The special defence contribution is a separate tax imposed by Law to enhance the defence capacity of the Republic. Among those obliged to pay it are the shareholders of a company who are residents in the Republic, and it is charged at 17 per cent on the amount of the dividend they receive or are deemed to receive from the company. The company must, at the end of the two years following the tax year in which it made profits, pay the special defence contribution, regardless of whether or not it distributed the profits as dividends to its shareholders. It is deemed that the company has distributed 70 per cent of its profits in the tax year after deducting the corporate tax which was paid or is payable on these profits. The term ‘corporate tax’ includes the special defence contribution, the capital gains tax and any amount of foreign tax that is not credited against the income tax and or against the special defence contribution for the year in which they are due.
The law provides that any special defence contribution payable by a shareholder as a consequence of a deemed dividend distribution is payable primarily by the company, which will charge such a contribution to the shareholders. In case of non-payment, the company is responsible, being the one that made the profits, to pay the special defence contribution. If the company disagrees with a decision of the director of the Inland Revenue Department only the company itself can object and file a recourse before the Administrative Court.
The Supreme Court in a judgment issued on 20.7.2021 examined the appeal of a company against a first instance judgment that rejected the recourse against the special defence contribution on the deemed distribution of dividends for the profits made from the sale of its immovable property, which had been taxed with capital gains tax before the amendment of the Law. The company claimed that it was subject to double taxation, that the capital gains resulting from the disposal of immovable property were part of its accounting profits and that the capital gains tax it paid was not deducted. Moreover, it claimed that it had not distributed the profits and the persons accountable to pay the special defence contribution were its shareholders when they received the dividends.
The Supreme Court stressed that the Court of first instance correctly pointed out that the law refers to “deemed distribution of dividend” on accounting profits, which are not affected by offsetting losses, as well as from any amounts, including additional depreciation arising from or as a result of revaluation of movable and immovable assets. It added the obligation of a company to pay the special defence contribution for the deemed distribution of its accounting profits, in the form of a dividend to its shareholders, is independent of the way the company’s profits have been used and from the payment of a real dividend.

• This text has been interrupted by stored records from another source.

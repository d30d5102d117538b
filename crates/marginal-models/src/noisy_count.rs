//! Posterior over a count from noisy boolean draws.
//!
//! The model: a count `c` with a uniform discrete prior over `0..k`; each
//! draw is true with probability `c/(k-1)`, then flipped with a known flip
//! probability. The posterior is an exact discrete product over the draws.
//! With a flip probability of zero and contradictory draws, the product has
//! no remaining support and recomputation surfaces a constraint violation.

use marginal_core::engine::driver::InferenceProgram;
use marginal_core::engine::errors::RuntimeError;
use marginal_core::engine::message::{Discrete, Message};
use marginal_core::engine::observed::ObservedShape;
use marginal_core::engine::partition::Partition;
use marginal_core::engine::replicate::ReplicateGroup;

fn validate(k: usize, flip: f64) -> Result<(), RuntimeError> {
    if k < 2 {
        return Err(RuntimeError::Argument(
            "count model needs at least two count values".into(),
        ));
    }
    if !(0.0..=1.0).contains(&flip) || flip.is_nan() {
        return Err(RuntimeError::Argument(format!(
            "flip probability {flip} outside [0, 1]"
        )));
    }
    Ok(())
}

/// The per-count likelihood of a single draw.
fn draw_likelihood(k: usize, flip: f64, value: bool) -> Result<Discrete, RuntimeError> {
    let weights = (0..k)
        .map(|c| {
            let fraction = c as f64 / (k - 1) as f64;
            let p_true = flip + fraction * (1.0 - 2.0 * flip);
            if value {
                p_true
            } else {
                1.0 - p_true
            }
        })
        .collect();
    Discrete::new(weights)
}

fn combine_draws(k: usize, flip: f64, draws: &[bool]) -> Result<Discrete, RuntimeError> {
    let mut posterior = Discrete::uniform(k)?;
    for &value in draws {
        posterior = posterior.product(&draw_likelihood(k, flip, value)?)?;
    }
    Ok(posterior)
}

pub struct NoisyCountState {
    k: usize,
    flip: f64,
    pub posterior: Discrete,
}

/// Builds the flat noisy-count model over `n` draws.
pub fn noisy_count(
    k: usize,
    n: usize,
    flip: f64,
) -> Result<InferenceProgram<NoisyCountState>, RuntimeError> {
    validate(k, flip)?;
    let mut program = InferenceProgram::new(NoisyCountState {
        k,
        flip,
        posterior: Discrete::uniform(k)?,
    });
    program.declare_observed("draws", ObservedShape::Array { len: n })?;

    program
        .schedule_mut()
        .register_init("combine_draws", &["draws"], &[], false, |s, obs, _| {
            s.posterior = combine_draws(s.k, s.flip, obs.booleans("draws")?)?;
            Ok(())
        })?;

    program.register_marginal("count", |s| Ok(Message::Discrete(s.posterior.clone())))?;
    Ok(program)
}

pub struct PartitionedNoisyCountState {
    k: usize,
    flip: f64,
    partition: Partition,
    pub shared: ReplicateGroup,
}

/// Builds the noisy-count model with the observation range partitioned:
/// each block contributes the product of its draws' likelihoods through a
/// replicate group, recomputed against the block's effective prior.
pub fn noisy_count_partitioned(
    k: usize,
    partition: Partition,
    flip: f64,
) -> Result<InferenceProgram<PartitionedNoisyCountState>, RuntimeError> {
    validate(k, flip)?;
    let shared = ReplicateGroup::new(
        Message::Discrete(Discrete::uniform(k)?),
        partition.block_count(),
    )?;
    let mut program = InferenceProgram::new(PartitionedNoisyCountState {
        k,
        flip,
        partition: partition.clone(),
        shared,
    });
    program.declare_observed(
        "draws",
        ObservedShape::Partitioned {
            sizes: partition.sizes(),
        },
    )?;

    program
        .schedule_mut()
        .register_init("initialise_shared", &[], &[], true, |s, _, _| {
            s.shared.reset();
            Ok(())
        })?;

    program.schedule_mut().register_iterative(
        "block_draws",
        &["draws"],
        &["initialise_shared"],
        |s, obs, span| {
            for _ in span {
                for b in 0..s.partition.block_count() {
                    let draws = obs.bool_block("draws", b)?;
                    let mut likelihood = Discrete::uniform(s.k)?;
                    for &value in draws {
                        likelihood = likelihood.product(&draw_likelihood(s.k, s.flip, value)?)?;
                    }
                    let prior_b = s.shared.effective_prior(b)?;
                    let local = prior_b.product(&Message::Discrete(likelihood))?;
                    let contribution = local.ratio(&prior_b)?;
                    s.shared.submit(b, contribution)?;
                }
                s.shared.refresh()?;
            }
            Ok(())
        },
    )?;

    program.register_marginal("count", |s| s.shared.marginal())?;
    Ok(program)
}
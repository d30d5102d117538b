//! Shared helpers for the integration suite.

use rand::rngs::StdRng;
use rand::SeedableRng;
use rand_distr::{Distribution, Normal};

/// Tolerance for trajectory-equality checks (resumability): the two runs
/// perform the same operations in the same order.
pub const TRAJECTORY_TOL: f64 = 1e-10;

/// Tolerance for converged-equivalence checks (partitioned vs flat).
pub const CONVERGENCE_TOL: f64 = 1e-8;

/// Deterministic synthetic draws from `N(mean, sd²)`.
pub fn synthetic_normal(seed: u64, n: usize, mean: f64, sd: f64) -> Vec<f64> {
    let mut rng = StdRng::seed_from_u64(seed);
    let dist = Normal::new(mean, sd).expect("valid normal parameters");
    (0..n).map(|_| dist.sample(&mut rng)).collect()
}

/// Splits `data` into consecutive blocks of the given sizes.
pub fn split_into_blocks<T: Clone>(data: &[T], sizes: &[usize]) -> Vec<Vec<T>> {
    let mut blocks = Vec::with_capacity(sizes.len());
    let mut start = 0;
    for &len in sizes {
        blocks.push(data[start..start + len].to_vec());
        start += len;
    }
    assert_eq!(start, data.len(), "block sizes must cover the data");
    blocks
}
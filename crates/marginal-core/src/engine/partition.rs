//! Block partitioning of a logical index range.
//!
//! A partitioned range is covered by contiguous blocks, each independently
//! sized. Quantities indexed by the range are split into one array per block,
//! and recomputation bodies run once per block over that block's local
//! indices. Blocks are always visited in partition order, which is the
//! ordering guarantee the replicate/divide sweep relies on.

use crate::engine::errors::RuntimeError;

/// One contiguous sub-range of a partitioned range.
#[derive(Debug, Clone, Copy, PartialEq, Eq)]
pub struct Block {
    /// Position of the block within the partition.
    pub index: usize,
    /// First global index covered by this block.
    pub start: usize,
    /// Number of elements in this block.
    pub len: usize,
}

/// A cover of `0..total` by contiguous, non-empty blocks.
#[derive(Debug, Clone, PartialEq, Eq)]
pub struct Partition {
    blocks: Vec<Block>,
    total: usize,
}

impl Partition {
    /// Splits `total` elements into `block_count` blocks of near-equal size,
    /// with any remainder spread over the leading blocks.
    pub fn even(total: usize, block_count: usize) -> Result<Self, RuntimeError> {
        if block_count == 0 {
            return Err(RuntimeError::Argument(
                "partition must have at least one block".into(),
            ));
        }
        if block_count > total {
            return Err(RuntimeError::Argument(format!(
                "cannot split {total} elements into {block_count} non-empty blocks"
            )));
        }
        let base = total / block_count;
        let remainder = total % block_count;
        let sizes: Vec<usize> = (0..block_count)
            .map(|i| if i < remainder { base + 1 } else { base })
            .collect();
        Self::from_sizes(&sizes)
    }

    /// Builds a partition from explicit block sizes (possibly data-dependent).
    pub fn from_sizes(sizes: &[usize]) -> Result<Self, RuntimeError> {
        if sizes.is_empty() {
            return Err(RuntimeError::Argument(
                "partition must have at least one block".into(),
            ));
        }
        let mut blocks = Vec::with_capacity(sizes.len());
        let mut start = 0;
        for (index, &len) in sizes.iter().enumerate() {
            if len == 0 {
                return Err(RuntimeError::Argument(format!(
                    "block {index} has zero size"
                )));
            }
            blocks.push(Block { index, start, len });
            start += len;
        }
        Ok(Partition {
            blocks,
            total: start,
        })
    }

    pub fn total(&self) -> usize {
        self.total
    }

    pub fn block_count(&self) -> usize {
        self.blocks.len()
    }

    pub fn blocks(&self) -> &[Block] {
        &self.blocks
    }

    pub fn block(&self, index: usize) -> Result<&Block, RuntimeError> {
        self.blocks.get(index).ok_or_else(|| {
            RuntimeError::Argument(format!(
                "block {index} out of range for partition of {} blocks",
                self.blocks.len()
            ))
        })
    }

    pub fn sizes(&self) -> Vec<usize> {
        self.blocks.iter().map(|b| b.len).collect()
    }

    /// Runs `f` once per block, sequentially, in partition order.
    pub fn for_each_block(
        &self,
        mut f: impl FnMut(&Block) -> Result<(), RuntimeError>,
    ) -> Result<(), RuntimeError> {
        for block in &self.blocks {
            f(block)?;
        }
        Ok(())
    }

    /// Borrows the slice of `data` covered by `block`, checking that `data`
    /// spans the whole partitioned range.
    pub fn slice<'a, T>(&self, block: &Block, data: &'a [T]) -> Result<&'a [T], RuntimeError> {
        if data.len() != self.total {
            return Err(RuntimeError::ShapeMismatch {
                name: "partitioned data".into(),
                expected: format!("length {}", self.total),
                actual: format!("length {}", data.len()),
            });
        }
        Ok(&data[block.start..block.start + block.len])
    }
}

/// A callback that materializes one block's observations on demand.
///
/// This is the out-of-core mode: the full range never has to be resident,
/// only the block currently being recomputed.
pub trait BlockSource<T> {
    fn load_block(&mut self, block: &Block) -> Result<Vec<T>, RuntimeError>;
}

impl<T, F> BlockSource<T> for F
where
    F: FnMut(&Block) -> Result<Vec<T>, RuntimeError>,
{
    fn load_block(&mut self, block: &Block) -> Result<Vec<T>, RuntimeError> {
        self(block)
    }
}

/// Runs `f` once per block over data loaded on demand from `source`.
///
/// The loaded slice is shape-checked against the block length before the body
/// runs, so a misbehaving source surfaces as a shape error rather than a
/// silently truncated sweep.
pub fn for_each_block_from<T>(
    partition: &Partition,
    source: &mut dyn BlockSource<T>,
    mut f: impl FnMut(&Block, &[T]) -> Result<(), RuntimeError>,
) -> Result<(), RuntimeError> {
    for block in partition.blocks() {
        let data = source.load_block(block)?;
        if data.len() != block.len {
            return Err(RuntimeError::ShapeMismatch {
                name: format!("block {}", block.index),
                expected: format!("length {}", block.len),
                actual: format!("length {}", data.len()),
            });
        }
        f(block, &data)?;
    }
    Ok(())
}

#[cfg(test)]
mod tests {
    use super::*;

    #[test]
    fn even_partition_spreads_remainder_forward() {
        let partition = Partition::even(10, 3).unwrap();
        assert_eq!(partition.sizes(), vec![4, 3, 3]);
        assert_eq!(partition.total(), 10);
        assert_eq!(partition.block(1).unwrap().start, 4);
    }

    #[test]
    fn from_sizes_rejects_zero_blocks() {
        assert!(matches!(
            Partition::from_sizes(&[]),
            Err(RuntimeError::Argument(_))
        ));
        assert!(matches!(
            Partition::from_sizes(&[2, 0, 1]),
            Err(RuntimeError::Argument(_))
        ));
    }

    #[test]
    fn even_rejects_more_blocks_than_elements() {
        assert!(matches!(
            Partition::even(2, 3),
            Err(RuntimeError::Argument(_))
        ));
    }

    #[test]
    fn blocks_cover_the_range_in_order() {
        let partition = Partition::from_sizes(&[2, 5, 1]).unwrap();
        let mut visited = Vec::new();
        partition
            .for_each_block(|b| {
                visited.push((b.start, b.len));
                Ok(())
            })
            .unwrap();
        assert_eq!(visited, vec![(0, 2), (2, 5), (7, 1)]);
    }

    #[test]
    fn slice_checks_total_length() {
        let partition = Partition::even(4, 2).unwrap();
        let data = [1.0, 2.0, 3.0, 4.0];
        let block = *partition.block(1).unwrap();
        assert_eq!(partition.slice(&block, &data).unwrap(), &[3.0, 4.0]);
        assert!(matches!(
            partition.slice(&block, &data[..3]),
            Err(RuntimeError::ShapeMismatch { .. })
        ));
    }

    #[test]
    fn on_demand_loading_shape_checks_each_block() {
        let partition = Partition::even(6, 3).unwrap();
        let mut loads = 0;
        let mut source = |block: &Block| -> Result<Vec<f64>, RuntimeError> {
            loads += 1;
            Ok(vec![block.index as f64; block.len])
        };
        let mut seen = Vec::new();
        for_each_block_from(&partition, &mut source, |block, data| {
            seen.push((block.index, data.to_vec()));
            Ok(())
        })
        .unwrap();
        assert_eq!(loads, 3);
        assert_eq!(seen[2].1, vec![2.0, 2.0]);

        let mut short_source = |_: &Block| -> Result<Vec<f64>, RuntimeError> { Ok(vec![0.0]) };
        let result = for_each_block_from(&partition, &mut short_source, |_, _| Ok(()));
        assert!(matches!(result, Err(RuntimeError::ShapeMismatch { .. })));
    }
}
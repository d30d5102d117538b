//! Distribution-valued messages and their combination algebra.
//!
//! Every slot in a message store holds one value from this module. Each
//! family carries an explicit uniform sentinel (the multiplicative identity)
//! and, where the family supports it, a point-mass encoding. Messages are
//! combined with `product` (generalized multiplication of densities) and
//! `ratio` (generalized division), which is what the replicate/divide
//! combinator uses to remove one use-site's previous contribution from an
//! aggregate.
//!
//! ## Parameterization
//!
//! - `Gaussian`: natural parameters (mean×precision, precision). Precision
//!   `+inf` encodes a point mass, with the point stored in the other field.
//!   A ratio may legitimately produce negative precision: improper messages
//!   are valid intermediate values, only marginals must be proper.
//! - `Gamma`: (shape, rate). Uniform is (1, 0); a point mass is rate `+inf`
//!   with the point stored in `shape`.
//! - `Bernoulli`: log-odds. Uniform is 0; point masses are `±inf`.
//! - `Discrete`: a normalized probability vector.
//! - `Dirichlet`: concentration vector; uniform is all-ones.
//!
//! ## Point-mass division policy
//!
//! Dividing by a point mass is a numerical error unless the numerator is a
//! point mass at the same location, in which case the ratio is uniform.
//! Dividing a point mass by a finite message returns the point mass
//! unchanged. For `Discrete`, `0/0` is taken as 0 before renormalizing.

use serde::{Deserialize, Serialize};

use crate::engine::errors::RuntimeError;

/// Serde codec for parameters whose encoding includes `±inf` (the point-mass
/// sentinels). JSON has no non-finite numbers, so finite values serialize as
/// numbers and non-finite ones as the strings `"inf"` / `"-inf"`.
mod boundless {
    use serde::de::Error as _;
    use serde::{Deserialize, Deserializer, Serializer};

    #[derive(Deserialize)]
    #[serde(untagged)]
    enum Repr {
        Number(f64),
        Named(String),
    }

    pub fn serialize<S: Serializer>(value: &f64, serializer: S) -> Result<S::Ok, S::Error> {
        if value.is_finite() {
            serializer.serialize_f64(*value)
        } else if *value == f64::INFINITY {
            serializer.serialize_str("inf")
        } else if *value == f64::NEG_INFINITY {
            serializer.serialize_str("-inf")
        } else {
            Err(serde::ser::Error::custom("NaN message parameter"))
        }
    }

    pub fn deserialize<'de, D: Deserializer<'de>>(deserializer: D) -> Result<f64, D::Error> {
        match Repr::deserialize(deserializer)? {
            Repr::Number(value) => Ok(value),
            Repr::Named(name) => match name.as_str() {
                "inf" => Ok(f64::INFINITY),
                "-inf" => Ok(f64::NEG_INFINITY),
                other => Err(D::Error::custom(format!(
                    "unknown float encoding '{other}'"
                ))),
            },
        }
    }
}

The court pointed out that the law provides for the payment of the special defence contribution in respect of a deemed dividend and not a real one in relation to accounting profits which are deemed to have been distributed to the shareholders. It is the company that has the obligation primarily to submit to the director the relevant declaration of the deemed dividend and for the payment of the special defence contribution. It stated, however, that in this case the law applied as it had before its amendment, i.e. before the addition of the reservation which explicitly included in the term ‘corporate tax’ and the capital gains tax. Under the circumstances, it did not constitute double taxation since the company was subject to capital gains tax for the sale of its immovable property, while the disputed special defence contribution was charged to its shareholders on the basis of the deemed dividend distribution.
George Coucounis is a lawyer practicing in Larnaca and he is the founder of George Coucounis LLC, Advocates & Legal Consultants, [email protected]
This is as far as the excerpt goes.